Shares of iconic donut brand Krispy Kreme (DNUT 3.75%) traded over 11% higher, as of 11:16 a.m. ET today. The stock had been up close to 39% in pre-market trading and had a big day yesterday as well. It's clear that meme stock investors have added Krispy Kreme to their list.
The return of meme stocks
While meme stocks never went away, interest has clearly been rejuvenated as the stock market has significantly rebounded from lows in April. Other meme stocks like Opendoor and Kohl's have also blasted higher.

Image source: Getty Images.
"First, retail trading forums and social platforms have once again become engines of crowd momentum," Capital.com's senior market analyst Daniela Sabin Hathorn wrote in a research note, according to MarketWatch. "Second, these stocks are all heavily shorted, setting the stage for violent short squeezes when buying pressure ramps up."

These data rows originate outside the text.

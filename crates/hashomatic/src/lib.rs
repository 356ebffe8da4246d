//! hashomatic: ticketed password hashing with a drain-on-shutdown guarantee.
//!
//! A submission is answered immediately with a [`Ticket`]; the digest is
//! published into the [`TicketStore`] by a [`CompletionWorker`] after a fixed
//! delay. Shutdown never drops accepted work: the [`ShutdownCoordinator`]
//! only reaches `Stopped` once the [`DrainBarrier`] is empty.

mod digest;
mod drain;
mod health;
mod stats;
mod store;
mod version;

pub mod service;
pub mod shutdown;
pub mod transport;
pub mod worker;

pub use digest::{DigestError, Digester, Sha512Base64, digest_secret};
pub use drain::{DrainBarrier, WorkGuard};
pub use health::Health;
pub use service::{HashService, HealthSnapshot, SubmitError};
pub use shutdown::{ShutdownCoordinator, ShutdownPhase, ShutdownTrigger};
pub use stats::{RequestStats, StatsSnapshot};
pub use store::{SlotView, StoreError, Ticket, TicketStore};
pub use version::{HASHOMATIC_VERSION, VersionInfo};
pub use worker::CompletionWorker;
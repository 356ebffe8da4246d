//! HTTP server implementation.

use std::net::SocketAddr;
use std::sync::Arc;
use std::time::Duration;

use tokio::net::TcpListener;
use tracing::{error, info, warn};

use crate::service::HashService;
use crate::shutdown::{drain, wait_for_stop};
use crate::worker::DEFAULT_HASH_DELAY;

use super::routes::routes;

#[derive(Debug, Clone)]
pub struct ServerConfig {
    pub host: String,
    pub port: u16,
    /// Delay before a submitted secret's digest is published.
    pub hash_delay: Duration,
    /// How long open connections get to finish once shutdown starts.
    pub shutdown_grace: Duration,
}

impl Default for ServerConfig {
    fn default() -> Self {
        Self {
            host: "0.0.0.0".to_string(),
            port: 8080,
            hash_delay: DEFAULT_HASH_DELAY,
            shutdown_grace: Duration::from_secs(5),
        }
    }
}

#[derive(Debug, thiserror::Error)]
pub enum ServeError {
    #[error("Failed to bind listener: {0}")]
    Bind(#[from] std::io::Error),
    #[error("Listener failed to close: {0}")]
    ListenerClose(String),
    #[error("Listener did not close within {0:?}")]
    ShutdownTimeout(Duration),
}

/// Bind `host:port` and serve until shutdown has fully drained.
pub async fn serve(config: ServerConfig, service: Arc<HashService>) -> Result<(), ServeError> {
    let listener = TcpListener::bind((config.host.as_str(), config.port)).await?;
    serve_with_listener(listener, config, service).await
}

/// Serve on an already bound listener.
///
/// Returns only after the coordinator reaches `Stopped`, i.e. after every
/// accepted submission has been published. A listener that fails to close
/// cleanly within `shutdown_grace` is aborted and reported as an error, but
/// only once the drain has completed. Stalled requests never extend the drain.
pub async fn serve_with_listener(
    listener: TcpListener,
    config: ServerConfig,
    service: Arc<HashService>,
) -> Result<(), ServeError> {
    let actual_addr = listener.local_addr()?;
    let app = routes(Arc::clone(&service));
    let coordinator = Arc::clone(service.coordinator());

    info!("Starting hashomatic server on {}", actual_addr);

    let stop = {
        let coordinator = Arc::clone(&coordinator);
        async move { wait_for_stop(&coordinator).await }
    };
    let mut server = tokio::spawn(async move {
        axum::serve(
            listener,
            app.into_make_service_with_connect_info::<SocketAddr>(),
        )
        .with_graceful_shutdown(stop)
        .await
    });

    let outcome = tokio::select! {
        early = &mut server => {
            // Winning the transition here means nobody asked the listener to stop.
            let unprompted = coordinator.request_shutdown();
            match early {
                Ok(Ok(())) if !unprompted => Ok(()),
                Ok(Ok(())) => Err(ServeError::ListenerClose(
                    "listener exited before shutdown was requested".to_string(),
                )),
                Ok(Err(e)) => Err(ServeError::ListenerClose(e.to_string())),
                Err(e) => Err(ServeError::ListenerClose(e.to_string())),
            }
        }
        _ = coordinator.stopping() => {
            info!(grace = ?config.shutdown_grace, "Stopping server...");
            // Open connections and in-flight handlers share the grace window.
            let requests = service.requests();
            let closed = tokio::time::timeout(config.shutdown_grace, async {
                let closed = (&mut server).await;
                requests.drained().await;
                closed
            })
            .await;
            match closed {
                Ok(Ok(Ok(()))) => Ok(()),
                Ok(Ok(Err(e))) => Err(ServeError::ListenerClose(e.to_string())),
                Ok(Err(e)) => Err(ServeError::ListenerClose(e.to_string())),
                Err(_) => {
                    warn!("Open connections did not finish in time, closing listener");
                    server.abort();
                    Err(ServeError::ShutdownTimeout(config.shutdown_grace))
                }
            }
        }
    };

    match &outcome {
        Ok(()) => info!("Server shutdown complete"),
        Err(e) => error!(error = %e, "Error while shutting down listener"),
    }

    // Accepted work always completes, even when the listener misbehaved.
    drain(&coordinator, service.barrier()).await;

    outcome
}
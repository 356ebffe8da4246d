//! HTTP transport using axum.

mod routes;
mod server;

pub use routes::routes;
pub use server::{ServeError, ServerConfig, serve, serve_with_listener};
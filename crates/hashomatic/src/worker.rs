//! Completion worker: one task per accepted submission that waits the fixed
//! delay, computes the digest and publishes it into the store.

use std::sync::Arc;
use std::time::Duration;

use tokio::task::JoinHandle;
use tracing::{debug, error};

use crate::digest::Digester;
use crate::drain::WorkGuard;
use crate::store::{Ticket, TicketStore};

/// Default artificial delay before a digest is published.
pub const DEFAULT_HASH_DELAY: Duration = Duration::from_secs(5);

#[derive(Clone)]
pub struct CompletionWorker {
    store: Arc<TicketStore>,
    digester: Arc<dyn Digester>,
    delay: Duration,
}

impl CompletionWorker {
    pub fn new(store: Arc<TicketStore>, digester: Arc<dyn Digester>, delay: Duration) -> Self {
        Self {
            store,
            digester,
            delay,
        }
    }

    pub fn delay(&self) -> Duration {
        self.delay
    }

    pub fn digester(&self) -> Arc<dyn Digester> {
        Arc::clone(&self.digester)
    }

    /// Start the delayed compute-and-publish for `ticket`.
    ///
    /// `guard` is released when the task ends, however it ends.
    pub fn spawn(&self, ticket: Ticket, secret: String, guard: WorkGuard) -> JoinHandle<()> {
        let worker = self.clone();
        tokio::spawn(async move {
            let _guard = guard;
            worker.run(ticket, secret).await;
        })
    }

    async fn run(&self, ticket: Ticket, secret: String) {
        // The store is not locked while sleeping.
        tokio::time::sleep(self.delay).await;

        let digest = match self.digester.digest(&secret) {
            Ok(digest) => digest,
            Err(e) => {
                error!(%ticket, error = %e, "Digest failed, ticket will stay pending");
                return;
            }
        };

        match self.store.publish(ticket, digest) {
            Ok(()) => debug!(%ticket, "Digest published"),
            Err(e) => error!(%ticket, error = %e, "Failed to publish digest"),
        }
    }
}

#[cfg(test)]
mod tests {
    use super::*;
    use crate::digest::{DigestError, Sha512Base64, digest_secret};
    use crate::drain::DrainBarrier;
    use crate::store::SlotView;

    struct FailingDigester;

    impl Digester for FailingDigester {
        fn digest(&self, _secret: &str) -> Result<String, DigestError> {
            Err(DigestError::Failed("boom".to_string()))
        }
    }

    struct PanickingDigester;

    impl Digester for PanickingDigester {
        fn digest(&self, _secret: &str) -> Result<String, DigestError> {
            panic!("digester panicked");
        }
    }

    fn worker_with(digester: Arc<dyn Digester>) -> (Arc<TicketStore>, CompletionWorker) {
        let store = Arc::new(TicketStore::new());
        let worker = CompletionWorker::new(Arc::clone(&store), digester, DEFAULT_HASH_DELAY);
        (store, worker)
    }

    #[tokio::test(start_paused = true)]
    async fn publishes_after_delay() {
        let (store, worker) = worker_with(Arc::new(Sha512Base64));
        let barrier = DrainBarrier::new();
        let ticket = store.allocate();

        let handle = worker.spawn(ticket, "angryMonkey".to_string(), barrier.enter());

        tokio::time::sleep(Duration::from_secs(4)).await;
        assert_eq!(store.read(ticket), SlotView::Pending);
        assert_eq!(barrier.outstanding(), 1);

        handle.await.unwrap();
        assert_eq!(
            store.read(ticket),
            SlotView::Ready(digest_secret("angryMonkey"))
        );
        assert_eq!(barrier.outstanding(), 0);
    }

    #[tokio::test(start_paused = true)]
    async fn digest_failure_is_isolated_to_ticket() {
        let (store, worker) = worker_with(Arc::new(FailingDigester));
        let barrier = DrainBarrier::new();
        let ticket = store.allocate();

        worker
            .spawn(ticket, "secret".to_string(), barrier.enter())
            .await
            .unwrap();

        assert_eq!(store.read(ticket), SlotView::Pending);
        assert_eq!(barrier.outstanding(), 0);
    }

    #[tokio::test(start_paused = true)]
    async fn digest_panic_still_releases_guard() {
        let (store, worker) = worker_with(Arc::new(PanickingDigester));
        let barrier = DrainBarrier::new();
        let ticket = store.allocate();

        let result = worker
            .spawn(ticket, "secret".to_string(), barrier.enter())
            .await;

        assert!(result.unwrap_err().is_panic());
        assert_eq!(barrier.outstanding(), 0);
        assert_eq!(store.read(ticket), SlotView::Pending);
    }
}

Short interest in Krispy Kreme had been as high as roughly 28%, according to MarketWatch. In the first quarter of 2025, Krispy Kreme reported a net loss of over $33 million, while revenue decline about 15% year over year.
Invest at your own risk
As many retail investors hopefully know by now, investing in meme stocks is incredibly risky, as evidenced already by today's move, because these stocks no longer trade on fundamentals. Many reach dizzying highs, but eventually come down over time. It's not a good sign to see a company reporting higher losses on declining revenue.
I would recommend staying away from Krispy Kreme, but if you find investing in meme stocks is a fun kind of thrill, only invest what you can afford to lose.